[AIM OF THE TASK] Where a line below contains "Debug", count it. Reply with the total only.

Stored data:
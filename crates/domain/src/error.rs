//! Shared error type and stable error-code taxonomy used across all
//! CaseWire crates.

use serde::Serialize;

/// Stable, wire-visible error codes.
///
/// These are returned verbatim in HTTP error envelopes and in run-log
/// rows, so renaming a variant's wire form is a breaking change.
#[derive(Debug, Clone, Copy, PartialEq, Eq, Serialize)]
#[serde(rename_all = "SCREAMING_SNAKE_CASE")]
pub enum ErrorCode {
    /// Upstream tool call failed.
    Mcp001,
    /// Requested resource not found.
    Mcp002,
    /// Authorization/permission denied.
    Mcp003,
    /// LLM call timed out.
    Agent001,
    /// Tool execution failed inside a skill.
    Agent002,
    /// Webhook signature verification failed.
    Webhook001,
    /// Referenced field no longer exists on the table schema.
    Schema001,
    /// Action pipeline exhausted its retry budget.
    Automation001,
}

impl ErrorCode {
    pub fn as_str(self) -> &'static str {
        match self {
            Self::Mcp001 => "MCP_001",
            Self::Mcp002 => "MCP_002",
            Self::Mcp003 => "MCP_003",
            Self::Agent001 => "AGENT_001",
            Self::Agent002 => "AGENT_002",
            Self::Webhook001 => "WEBHOOK_001",
            Self::Schema001 => "SCHEMA_001",
            Self::Automation001 => "AUTOMATION_001",
        }
    }
}

impl std::fmt::Display for ErrorCode {
    fn fmt(&self, f: &mut std::fmt::Formatter<'_>) -> std::fmt::Result {
        f.write_str(self.as_str())
    }
}

/// Shared error type used across all CaseWire crates.
#[derive(thiserror::Error, Debug)]
pub enum Error {
    #[error("IO: {0}")]
    Io(#[from] std::io::Error),

    #[error("JSON: {0}")]
    Json(#[from] serde_json::Error),

    #[error("YAML: {0}")]
    Yaml(#[from] serde_yaml::Error),

    #[error("HTTP: {0}")]
    Http(String),

    #[error("timeout: {0}")]
    Timeout(String),

    #[error("[{code}] {message}")]
    Coded {
        code: ErrorCode,
        message: String,
        detail: Option<serde_json::Value>,
    },

    #[error("config: {0}")]
    Config(String),

    #[error("auth: {0}")]
    Auth(String),

    #[error("{0}")]
    Other(String),
}

impl Error {
    pub fn coded(code: ErrorCode, message: impl Into<String>) -> Self {
        Self::Coded {
            code,
            message: message.into(),
            detail: None,
        }
    }

    pub fn coded_with_detail(
        code: ErrorCode,
        message: impl Into<String>,
        detail: serde_json::Value,
    ) -> Self {
        Self::Coded {
            code,
            message: message.into(),
            detail: Some(detail),
        }
    }

    /// The stable error code for this error, falling back to a best-guess
    /// classification for variants that don't carry one explicitly.
    pub fn code(&self) -> ErrorCode {
        match self {
            Self::Coded { code, .. } => *code,
            Self::Timeout(_) => ErrorCode::Agent001,
            Self::Auth(_) => ErrorCode::Mcp003,
            _ => ErrorCode::Mcp001,
        }
    }

    pub fn detail(&self) -> Option<&serde_json::Value> {
        match self {
            Self::Coded { detail, .. } => detail.as_ref(),
            _ => None,
        }
    }
}

pub type Result<T> = std::result::Result<T, Error>;

#[cfg(test)]
mod tests {
    use super::*;

    #[test]
    fn code_as_str_matches_screaming_snake() {
        assert_eq!(ErrorCode::Mcp001.as_str(), "MCP_001");
        assert_eq!(ErrorCode::Automation001.as_str(), "AUTOMATION_001");
    }

    #[test]
    fn coded_error_carries_code_and_message() {
        let err = Error::coded(ErrorCode::Schema001, "field `status` no longer exists");
        assert_eq!(err.code(), ErrorCode::Schema001);
        assert!(err.to_string().contains("SCHEMA_001"));
    }

    #[test]
    fn uncoded_variants_classify_reasonably() {
        assert_eq!(Error::Timeout("slow".into()).code(), ErrorCode::Agent001);
        assert_eq!(Error::Auth("bad token".into()).code(), ErrorCode::Mcp003);
    }

    #[test]
    fn detail_roundtrips_through_coded_with_detail() {
        let err = Error::coded_with_detail(
            ErrorCode::Automation001,
            "retries exhausted",
            serde_json::json!({"attempts": 5}),
        );
        assert_eq!(err.detail().unwrap()["attempts"], 5);
    }
}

[EXPECTED ANSWER] 2